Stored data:
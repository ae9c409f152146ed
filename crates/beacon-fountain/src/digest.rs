//! # Multihash Digests
//!
//! Payload and message digests are carried as multihashes: a 1-byte codec id,
//! a 1-byte digest length, then the digest. Only SHA-256 (`0x12`, 32 bytes)
//! is supported.

use std::fmt;
use std::str::FromStr;

use sha2::{Digest as _, Sha256};

use crate::error::{ConfigError, PacketError};

/// Multihash codec id for SHA2-256.
pub const MH_SHA2_256: u8 = 0x12;

/// SHA-256 digest length in bytes.
pub const SHA2_256_LEN: usize = 32;

/// Encoded multihash length: codec + length + digest.
pub const MULTIHASH_LEN: usize = 2 + SHA2_256_LEN;

/// Supported digest algorithms.
#[derive(Debug, Default, Clone, Copy, PartialEq, Eq, Hash)]
pub enum DigestAlgorithm {
    #[default]
    Sha256,
}

impl DigestAlgorithm {
    /// Multihash codec id.
    pub fn code(self) -> u8 {
        match self {
            DigestAlgorithm::Sha256 => MH_SHA2_256,
        }
    }

    /// Digest length in bytes.
    pub fn digest_len(self) -> usize {
        match self {
            DigestAlgorithm::Sha256 => SHA2_256_LEN,
        }
    }

    /// Look up an algorithm by multihash codec id and length.
    pub fn from_code(code: u8, len: u8) -> Result<Self, PacketError> {
        match (code, len as usize) {
            (MH_SHA2_256, SHA2_256_LEN) => Ok(DigestAlgorithm::Sha256),
            _ => Err(PacketError::UnsupportedDigest { code, len }),
        }
    }

    /// Hash `data` into a multihash.
    pub fn digest(self, data: &[u8]) -> Multihash {
        match self {
            DigestAlgorithm::Sha256 => {
                let mut hasher = Sha256::new();
                hasher.update(data);
                Multihash {
                    algorithm: self,
                    bytes: hasher.finalize().into(),
                }
            }
        }
    }
}

impl FromStr for DigestAlgorithm {
    type Err = ConfigError;

    fn from_str(s: &str) -> Result<Self, Self::Err> {
        match s.trim().to_ascii_lowercase().as_str() {
            "sha-256" | "sha256" | "sha2-256" => Ok(DigestAlgorithm::Sha256),
            other => Err(ConfigError::UnsupportedDigest(other.to_string())),
        }
    }
}

impl fmt::Display for DigestAlgorithm {
    fn fmt(&self, f: &mut fmt::Formatter<'_>) -> fmt::Result {
        match self {
            DigestAlgorithm::Sha256 => f.write_str("sha2-256"),
        }
    }
}

/// A multihash-formatted digest value.
#[derive(Clone, Copy, PartialEq, Eq, Hash)]
pub struct Multihash {
    algorithm: DigestAlgorithm,
    bytes: [u8; SHA2_256_LEN],
}

impl Multihash {
    pub fn algorithm(&self) -> DigestAlgorithm {
        self.algorithm
    }

    /// The raw digest, without the multihash prefix.
    pub fn digest(&self) -> &[u8] {
        &self.bytes
    }

    /// Encoded length including the 2-byte prefix.
    pub fn encoded_len(&self) -> usize {
        2 + self.algorithm.digest_len()
    }

    /// Encode as `codec || length || digest`.
    pub fn to_bytes(&self) -> [u8; MULTIHASH_LEN] {
        let mut out = [0u8; MULTIHASH_LEN];
        out[0] = self.algorithm.code();
        out[1] = self.algorithm.digest_len() as u8;
        out[2..].copy_from_slice(&self.bytes);
        out
    }

    /// Decode from the front of `buf`. `buf` must hold at least the prefix and
    /// the digest it announces.
    pub fn from_bytes(buf: &[u8]) -> Result<Self, PacketError> {
        if buf.len() < 2 {
            return Err(PacketError::TooShort {
                len: buf.len(),
                min: MULTIHASH_LEN,
            });
        }
        let algorithm = DigestAlgorithm::from_code(buf[0], buf[1])?;
        let end = 2 + algorithm.digest_len();
        if buf.len() < end {
            return Err(PacketError::TooShort {
                len: buf.len(),
                min: end,
            });
        }
        let mut bytes = [0u8; SHA2_256_LEN];
        bytes.copy_from_slice(&buf[2..end]);
        Ok(Multihash { algorithm, bytes })
    }

    /// Whether this digest matches `data`. Not constant-time.
    pub fn verify(&self, data: &[u8]) -> bool {
        self.algorithm.digest(data) == *self
    }
}

impl fmt::Debug for Multihash {
    fn fmt(&self, f: &mut fmt::Formatter<'_>) -> fmt::Result {
        write!(f, "Multihash({self})")
    }
}

impl fmt::Display for Multihash {
    fn fmt(&self, f: &mut fmt::Formatter<'_>) -> fmt::Result {
        write!(f, "{}:", self.algorithm)?;
        for b in &self.bytes {
            write!(f, "{b:02x}")?;
        }
        Ok(())
    }
}

impl serde::Serialize for Multihash {
    fn serialize<S: serde::Serializer>(&self, serializer: S) -> Result<S::Ok, S::Error> {
        serializer.collect_str(self)
    }
}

EXERCISE REQUIREMENTS: Go over the data above and copy every line that has the word "UnsupportedDigest" in it.

PROBLEM SOLUTION:
            _ => Err(PacketError::UnsupportedDigest { code, len }),
            other => Err(ConfigError::UnsupportedDigest(other.to_string())),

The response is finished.